I know that nationalism can begin with sports — I watch children in their white England football shirts adorned with the three lions, those symbols of English kings, awaken to it — but it does not end there. In 2012, when the Olympic Games were held in London, some people said the games would usher in a new age of prosperity and unity. It didn’t happen. The opposite happened and fear of the other, of immigrants, blew us out of the union that had kept us safe for 45 years. Now our nationalism is resurgent, and our football team is in Russia, the country that perhaps benefits most from the collapse of the European Union.

As one British newspaper columnist likes to say: You couldn’t make it up.

In fact the English football delusion — we sing, “It’s coming home!,” a well-worn line from the English anthem of the 1996 European Championships (held in England), even though football was probably invented in China — is very similar to the Brexit delusion. Both say we will win against all odds, and if we don’t, who cares? Brexit is an angry dream based on a half-remembered history of an empire that has gone, and so is the possibility that we might win the World Cup.

When our delusion is exposed, we drink in that peculiarly savage way that led to English clubs being banned from playing in Europe from 1985 to 1990 after a riot at Heysel Stadium in Brussels, in which 39 people died and more than 350 were injured. Nationalism and violence are natural bedfellows, and they won’t be kept apart for long.

On June 24 I watched England play Panama from a pub here in Cornwall, on the far southwest tip of England. This is deepest Brexit land: poor, angered by European Union fishing quotas, remote and in decline. Cornish people like to pretend they aren’t English and that their taxes go to Westminster because of a bureaucratic error that has yet to be fixed.

But they were English that day. England winning by a preposterous 6-1 did it easily. As the score mounted they sang a song about the planned Nazi invasion of Britain in 1940. Neither they nor their parents were alive in 1940, but still they sang, of the Royal Air Force:

There were 10 German bombers in the air

But the RAF of England shot them down.

There were nine German bombers in the air

But the RAF of England shot them down.

There were eight German bombers in the air …

Another England chant is even more direct: “Two world wars and one World Cup, doo-dah, doo-dah.” And this World Cup, FIFA has warned fans not to sing an expletive-laced chant about Europe, of which “We all voted out” is the only line I can quote in this newspaper.

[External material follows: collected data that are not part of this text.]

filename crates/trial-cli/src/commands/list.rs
use trial_core::enums::TrialStatus;

use crate::cli::GlobalFlags;
use crate::context::AppContext;
use crate::output::output;

/// Handle `trials list`.
pub async fn handle(
    status: Option<&str>,
    ctx: &AppContext,
    flags: &GlobalFlags,
) -> anyhow::Result<()> {
    let status = status.map(str::parse::<TrialStatus>).transpose()?;
    let trials = ctx.db.list_trials(status).await?;
    output(&trials, flags.format)
}
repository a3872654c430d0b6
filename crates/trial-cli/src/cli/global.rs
use std::path::PathBuf;

use clap::ValueEnum;

/// Shared output mode across all commands.
#[derive(Clone, Copy, Debug, Eq, PartialEq, ValueEnum)]
pub enum OutputFormat {
    Json,
    Raw,
}

/// Global flags available before or after subcommands.
#[derive(Clone, Debug)]
pub struct GlobalFlags {
    pub format: OutputFormat,
    pub quiet: bool,
    pub verbose: bool,
    pub config: Option<PathBuf>,
}
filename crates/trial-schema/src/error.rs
//! Schema error types.
//!
//! Every variant here is a configuration/deployment defect. A document that
//! fails validation is not an error: it comes back as a `ValidationReport`.

use thiserror::Error;

#[derive(Debug, Error)]
pub enum SchemaError {
    /// Requested schema name does not name any `SchemaKind`.
    #[error("Unknown schema kind: {0}")]
    UnknownKind(String),

    /// The schema definition could not be loaded.
    #[error("Could not load schema definition for {kind}: {reason}")]
    NotFound { kind: String, reason: String },

    /// The schema definition loaded but does not compile.
    #[error("Schema compilation error for {kind}: {reason}")]
    Compilation { kind: String, reason: String },
}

England decided to leave the European Union because we’ve been lucky in the past, and we think we will be lucky again. In 1588, when the Spanish Armada, with plans to collect an army from the Spanish Netherlands — now Belgium — tried to invade but was blown away by English winds, Britons survived because of luck.

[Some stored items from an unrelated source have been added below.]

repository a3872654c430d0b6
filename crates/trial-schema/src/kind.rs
//! Schema kinds and where their definitions come from.
//!
//! `ClinicalTrial` is a hand-written, embedded definition of the upload
//! document. The other kinds are generated from `trial-core` types with
//! [`schemars::schema_for!`].

use std::fmt;
use std::str::FromStr;

use schemars::schema_for;

use crate::error::SchemaError;

const CLINICAL_TRIAL_SCHEMA: &str = include_str!("../schemas/clinicaltrial-schema.json");

/// Selects which structural ruleset a document is validated against.
#[derive(Debug, Clone, Copy, PartialEq, Eq, Hash, PartialOrd, Ord)]
pub enum SchemaKind {
    /// An uploaded trial submission (closed schema).
    ClinicalTrial,
    /// A stored trial record, generated from `TrialRecord`.
    TrialRecord,
    /// A `TrialCreated` notification, generated from `TrialCreated`.
    TrialCreated,
}

impl SchemaKind {
    pub const ALL: [Self; 3] = [Self::ClinicalTrial, Self::TrialRecord, Self::TrialCreated];

    #[must_use]
    pub const fn as_str(self) -> &'static str {
        match self {
            Self::ClinicalTrial => "clinicaltrial",
            Self::TrialRecord => "trial_record",
            Self::TrialCreated => "trial_created",
        }
    }

    /// Load this kind's schema definition.
    ///
    /// # Errors
    ///
    /// Returns `SchemaError::NotFound` if the definition cannot be produced as
    /// JSON (a corrupt embedded file or a non-serializable generated schema).
    pub fn definition(self) -> Result<serde_json::Value, SchemaError> {
        let not_found = |e: serde_json::Error| SchemaError::NotFound {
            kind: self.to_string(),
            reason: e.to_string(),
        };
        match self {
            Self::ClinicalTrial => serde_json::from_str(CLINICAL_TRIAL_SCHEMA).map_err(not_found),
            Self::TrialRecord => {
                serde_json::to_value(schema_for!(trial_core::entities::TrialRecord))
                    .map_err(not_found)
            }
            Self::TrialCreated => {
                serde_json::to_value(schema_for!(trial_core::events::TrialCreated))
                    .map_err(not_found)
            }
        }
    }
}

impl fmt::Display for SchemaKind {
    fn fmt(&self, f: &mut fmt::Formatter<'_>) -> fmt::Result {
        f.write_str(self.as_str())
    }
}

impl FromStr for SchemaKind {
    type Err = SchemaError;

    fn from_str(s: &str) -> Result<Self, Self::Err> {
        let wanted = s.trim().replace('-', "_");
        Self::ALL
            .into_iter()
            .find(|kind| kind.as_str().eq_ignore_ascii_case(&wanted))
            .ok_or_else(|| SchemaError::UnknownKind(s.to_string()))
    }
}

We were lucky in 1940, when the RAF held the skies, and Hitler canceled the invasion, as though it were a dinner reservation he no longer wished to keep.

And in football we have a national style called “kick and rush,” which is more about hope and speed than skill: the hope that an English kick down the field toward the opposition’s goal will meet an English boot. Maybe we’ll score. Maybe the other team will contract Ebola. Maybe they won’t turn up.

Is our deliverance miraculous, or assured? It depends on whether you voted for Brexit. I think luck, but I am a pessimist. Some Brexiteers like to say that the historically euroskeptic nations in Europe — England and Denmark — are the ones that, post two world wars, have the least to be ashamed of. Assured, then. Certainly you cannot construct a coherent argument against destiny.

I am afraid that if we do well in the World Cup we will believe we can “win” Brexit, which is hurtling toward us as fast as a football, and we still don’t really have a team. The comedown will be swift and pitiless. But who will care about that when we are in the last 16 and England is covered in bunting? Hope is a drug, and so is football, but neither will help May in Brussels. Perhaps she will sing: “Two world wars and one World Cup, doo-dah, doo-dah” at the European Union delegation. Because Belgium, you may recall, collapsed in May 1940, in 18 days.

If you are hoping for a more sophisticated or modern strategy, we have nothing.